The film which changed a nation’s cinema forever, Kim Ki-young's masterpiece on morality and lust is a filmmaking tour de force of festering threat

“Vulgar”, “excessive”, “grotesque”, these were some of the descriptors given to The Housemaid on its release, as Kim Ki-young managed to agitate the moral sensibility of an entire country.

Some realised the film’s power at the time but as the years have passed the critical consensus has almost exclusively shifted to comprehend as The Housemaid as unquestionably one of Korea’s greatest ever films.

Indeed, it was named by the Korean Film Archive as the greatest Korean film ever in 2014 – in a three-way split with Aimless Bullet (1961) and The March of Fools (1975).

Part domestic-thriller, part-melodrama, but undeniably a horror through its central confrontations and themes. In many senses the film was the starter gun of K-Horror, with the 60s going on to produce a range of superb scare fests.

Korean cinema is today famed for its revenge films and as a constant theme which returns to its screens, with the frenzied revenge of the housemaid laying the foundations here.

The film opens on composer Dong-sik Kim (Kim Jin-kyu) reading a newspaper story to his wife, Mrs.
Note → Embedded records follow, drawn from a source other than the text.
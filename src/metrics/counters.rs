//! Counter helpers

use super::labels;

/// Record one connection attempt and its outcome
pub fn connect_attempt(outcome: &'static str, reconnect: bool) {
    metrics::counter!(
        labels::CONNECT_ATTEMPTS,
        "outcome" => outcome,
        "reconnect" => if reconnect { "true" } else { "false" }
    )
    .increment(1);
}

/// Record a reconnect triggered by `execute`
pub fn reconnect(reason: &'static str) {
    metrics::counter!(labels::RECONNECTS, "reason" => reason).increment(1);
}

/// Record the outcome of one `execute` call
pub fn query_completed(outcome: &'static str) {
    metrics::counter!(labels::QUERIES, "outcome" => outcome).increment(1);
}

/// Record a rejected concurrent `execute`
pub fn query_rejected() {
    metrics::counter!(labels::QUERIES_REJECTED).increment(1);
}

/// Record an authentication attempt
pub fn auth_attempted(mechanism: &'static str) {
    metrics::counter!(labels::AUTH_ATTEMPTS, "mechanism" => mechanism).increment(1);
}

/// Record an authentication result
pub fn auth_result(mechanism: &'static str, outcome: &'static str) {
    metrics::counter!(
        labels::AUTH_RESULTS,
        "mechanism" => mechanism,
        "outcome" => outcome
    )
    .increment(1);
}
Kim (Ju Jeung-ryu), about a man falling in love with his maid, a notion she finds laughable but Mr. Kim seems to understand.

Due to her pregnancy, Mrs. Kim becomes too exhausted from working on a sewing machine to support the family so Mr. Kim decides to hire a housemaid, Myung-sook (Lee Eun-shim), to help with the work around the house.
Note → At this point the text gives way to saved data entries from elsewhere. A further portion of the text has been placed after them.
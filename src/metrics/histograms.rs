//! Histogram helpers

use super::labels;
use std::time::Duration;

/// Record a backoff sleep
pub fn backoff(delay: Duration) {
    metrics::histogram!(labels::BACKOFF_SECONDS).record(delay.as_secs_f64());
}

/// Record a query round trip
pub fn query_duration(elapsed: Duration) {
    metrics::histogram!(labels::QUERY_DURATION_MS).record(elapsed.as_secs_f64() * 1000.0);
}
The new housemaid behaves oddly from the outset, catching rats with her hands, spying on the composer, and trying to seduce him. For Mr. Kim, he must avoid this toxic temptation, while Mrs. Kim bears witness to the potential destruction of her family.

It is a dark tale, where the drama escalates and the walls of the house seems to close in on the characters as the film progresses.

Kim Ki-young established himself as one of Korea’s greatest filmmakers firstly through his superb direction, including those sweeping shots between the house’s rooms which provide a still-stylish delivery today.

Alongside this Kim managed to successfully capture the anxiety of the time. He effectively went on to remake The Housemaid a further two times in Woman of Fire (1971) and Woman of Fire ’82 (1982). Kim himself said: “I did those remakes because I could portray the changes in Korean society and the crisis of the bourgeois family every 10 years."

Much of this anxiety at the time centred on the perceived loss of the family unit and then on male anxiety, including the shifting power dynamics as a male master finds himself pursued in a flip of sexual dominance.

The Housemaid is more than an historical checkpoint and lesson in 60s morality, it remains a breathtakingly crafted film. Hitchcockian, but in no sense derivatively so, it is a modern thriller in black-and-white classic robes. No comprehension of Korean cinema of any era is possible without a viewing of this chef d’oeuvre of Korean cinema.